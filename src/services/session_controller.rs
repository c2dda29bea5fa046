//! Relay between the terminal widget and one engine instance.

use crate::models::{
    ConnectionParams, InboundMessage, LogLevel, OutboundMessage, PluginElement, SessionEvent, SessionState,
    SSH_KEY_NAME,
};
use crate::services::engine::{EngineEvent, EngineLoader, EnginePort};
use crate::services::log_service::LogService;
use crate::services::secret_store::SecretStore;
use crate::services::session_registry::SessionRegistry;
use crate::state::CredentialSlot;
use crate::ui::{TerminalEvent, TerminalIo};
use crate::utils::error::{LauncherError, Result};
use crate::utils::text::normalize_line_endings;
use serde_json::Value;
use std::ops::ControlFlow;
use std::sync::Arc;
use tokio::sync::mpsc;
use uuid::Uuid;

/// Printed before the engine is inserted; the load notice completes the line
pub const LOADING_NOTICE: &str = "Loading mosh client (takes a while the first time after an update)... ";
pub const LOADED_NOTICE: &str = "loaded.\r\n";
pub const CRASH_NOTICE: &str = "\r\nMosh client crashed.\r\n";

/// Collaborators a session needs besides the terminal
#[derive(Clone)]
pub struct SessionServices {
    pub loader: Arc<dyn EngineLoader>,
    pub secrets: Arc<dyn SecretStore>,
    pub log: Arc<LogService>,
    /// Key material handed to the engine at creation, read once
    pub credential: CredentialSlot,
}

/// Owns the lifecycle of one remote session
pub struct SessionController {
    io: Arc<dyn TerminalIo>,
    args: Option<ConnectionParams>,
    engine_src: String,
    services: SessionServices,
    registry: Option<(SessionRegistry, Uuid)>,
    state: SessionState,
    element: Option<PluginElement>,
    port: Option<Arc<dyn EnginePort>>,
}

impl SessionController {
    pub fn new(
        io: Arc<dyn TerminalIo>,
        args: ConnectionParams,
        engine_src: impl Into<String>,
        services: SessionServices,
    ) -> Self {
        Self {
            io,
            args: Some(args),
            engine_src: engine_src.into(),
            services,
            registry: None,
            state: SessionState::Created,
            element: None,
            port: None,
        }
    }

    /// Report state and traffic to a registry under `session_id`
    pub fn with_registry(mut self, registry: SessionRegistry, session_id: Uuid) -> Self {
        self.registry = Some((registry, session_id));
        self
    }

    pub fn state(&self) -> SessionState {
        self.state
    }

    /// The engine element, once created
    pub fn element(&self) -> Option<&PluginElement> {
        self.element.as_ref()
    }

    /// Create the engine element and begin loading it.
    ///
    /// Returns the engine's event stream. The connection parameters and the
    /// credential slot are consumed here whether or not the engine loads.
    pub fn start(&mut self) -> Result<mpsc::UnboundedReceiver<EngineEvent>> {
        if self.state != SessionState::Created {
            return Err(LauncherError::EngineError("session already started".to_string()));
        }
        let args = self
            .args
            .take()
            .ok_or_else(|| LauncherError::EngineError("connection parameters already consumed".to_string()))?;

        let ssh_key = self.services.credential.take();
        tracing::info!(
            "Starting session to {} (stored key: {})",
            args.display_name(),
            if ssh_key.is_some() { "yes" } else { "no" }
        );
        let element = PluginElement::configure(self.engine_src.clone(), args, ssh_key);

        self.state = SessionState::Loading;
        self.io.print(LOADING_NOTICE);

        let handle = self.services.loader.insert(&element);
        self.element = Some(element);
        self.port = Some(handle.port);

        Ok(handle.events)
    }

    /// Forward terminal input to the engine
    pub async fn handle_terminal_event(&self, event: TerminalEvent) {
        match event {
            TerminalEvent::Keystroke(bytes) | TerminalEvent::SendString(bytes) => {
                let len = bytes.len();
                self.post(&OutboundMessage::Keyboard(bytes));
                if let Some((registry, id)) = &self.registry {
                    if let Err(e) = registry.record_sent(*id, len).await {
                        tracing::debug!("Registry not updated: {}", e);
                    }
                }
            }
            TerminalEvent::Resize { width, height } => {
                tracing::debug!("Terminal resized to {}x{}", width, height);
                self.post(&OutboundMessage::window_change(width, height));
            }
        }
    }

    /// Apply one engine lifecycle event; `Break` once the session is over
    pub async fn handle_engine_event(&mut self, event: EngineEvent) -> ControlFlow<()> {
        match event {
            EngineEvent::Load => {
                self.io.print(LOADED_NOTICE);
                if let Some(element) = self.element.as_mut() {
                    let erased = element.erase_sensitive();
                    tracing::debug!("Engine loaded, erased {} credential attribute(s)", erased);
                }
                self.set_state(SessionState::Ready).await;
                ControlFlow::Continue(())
            }
            EngineEvent::Message(value) => {
                self.dispatch_inbound(value).await;
                ControlFlow::Continue(())
            }
            EngineEvent::Crash(reason) => {
                self.io.print(CRASH_NOTICE);
                self.log(
                    LogLevel::Error,
                    SessionEvent::EngineCrashed,
                    format!("Mosh client crashed: {}", reason),
                )
                .await;
                self.set_state(SessionState::Crashed).await;
                ControlFlow::Break(())
            }
            EngineEvent::Exit => {
                tracing::info!("Engine exited");
                self.set_state(SessionState::Closed).await;
                ControlFlow::Break(())
            }
        }
    }

    /// Handle one inbound message by its `type` tag
    pub async fn dispatch_inbound(&self, value: Value) {
        match InboundMessage::from_value(value) {
            InboundMessage::Display(text) => {
                self.io.print(&text);
                if let Some((registry, id)) = &self.registry {
                    if let Err(e) = registry.record_received(*id, text.len()).await {
                        tracing::debug!("Registry not updated: {}", e);
                    }
                }
            }
            InboundMessage::Log(text) => {
                self.log(LogLevel::Info, SessionEvent::EngineLog, text).await;
            }
            InboundMessage::Error(text) => {
                let text = normalize_line_endings(&text);
                self.io.print(&format!("{}\r\n", text));
                self.log(LogLevel::Error, SessionEvent::EngineError, text).await;
            }
            InboundMessage::GetSshKey => self.answer_ssh_key(),
            InboundMessage::Unknown(message) => {
                self.log(
                    LogLevel::Warning,
                    SessionEvent::UnknownMessage,
                    format!("Unknown message type: {}", message),
                )
                .await;
            }
        }
    }

    /// Relay events until the engine stops or the terminal goes away
    pub async fn run(mut self, mut terminal_events: mpsc::Receiver<TerminalEvent>) -> Result<SessionState> {
        let mut engine_events = self.start()?;

        loop {
            tokio::select! {
                event = engine_events.recv() => {
                    let event = event.unwrap_or_else(|| EngineEvent::Crash("engine went away".to_string()));
                    if self.handle_engine_event(event).await.is_break() {
                        break;
                    }
                }
                input = terminal_events.recv() => match input {
                    Some(input) => self.handle_terminal_event(input).await,
                    None => {
                        tracing::info!("Terminal input closed, ending session");
                        self.set_state(SessionState::Closed).await;
                        break;
                    }
                },
            }
        }

        Ok(self.state)
    }

    /// Look the key up in the background and post the answer when it resolves
    fn answer_ssh_key(&self) {
        let Some(port) = self.port.clone() else {
            tracing::warn!("get_ssh_key before the engine was inserted");
            return;
        };
        let secrets = self.services.secrets.clone();

        tokio::spawn(async move {
            let value = match secrets.get(SSH_KEY_NAME).await {
                Ok(value) => value,
                Err(e) => {
                    tracing::warn!("Secret store lookup failed: {}", e);
                    None
                }
            };
            if let Err(e) = port.post_message(&OutboundMessage::SshKey(value)) {
                tracing::warn!("Could not answer get_ssh_key: {}", e);
            }
        });
    }

    fn post(&self, message: &OutboundMessage) {
        let Some(port) = self.port.as_ref() else {
            tracing::debug!("Dropping {} message, engine not inserted", message.tag());
            return;
        };
        if let Err(e) = port.post_message(message) {
            tracing::warn!("Failed to post {} message: {}", message.tag(), e);
        }
    }

    async fn set_state(&mut self, state: SessionState) {
        self.state = state;
        if let Some((registry, id)) = &self.registry {
            if let Err(e) = registry.update_state(*id, state).await {
                tracing::debug!("Registry not updated: {}", e);
            }
        }
    }

    async fn log(&self, level: LogLevel, event: SessionEvent, message: String) {
        match &self.registry {
            Some((_, id)) => self.services.log.log_with_session(*id, level, event, message).await,
            None => self.services.log.log(level, event, message).await,
        }
    }
}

__Your instructions__
Please copy, exactly and with nothing else, the lines above beginning at the line that has "use uuid::Uuid;" and ending with the line that has "pub secrets: Arc<dyn".

__Solved exercise__
use uuid::Uuid;

/// Printed before the engine is inserted; the load notice completes the line
pub const LOADING_NOTICE: &str = "Loading mosh client (takes a while the first time after an update)... ";
pub const LOADED_NOTICE: &str = "loaded.\r\n";
pub const CRASH_NOTICE: &str = "\r\nMosh client crashed.\r\n";

/// Collaborators a session needs besides the terminal
#[derive(Clone)]
pub struct SessionServices {
    pub loader: Arc<dyn EngineLoader>,
    pub secrets: Arc<dyn SecretStore>,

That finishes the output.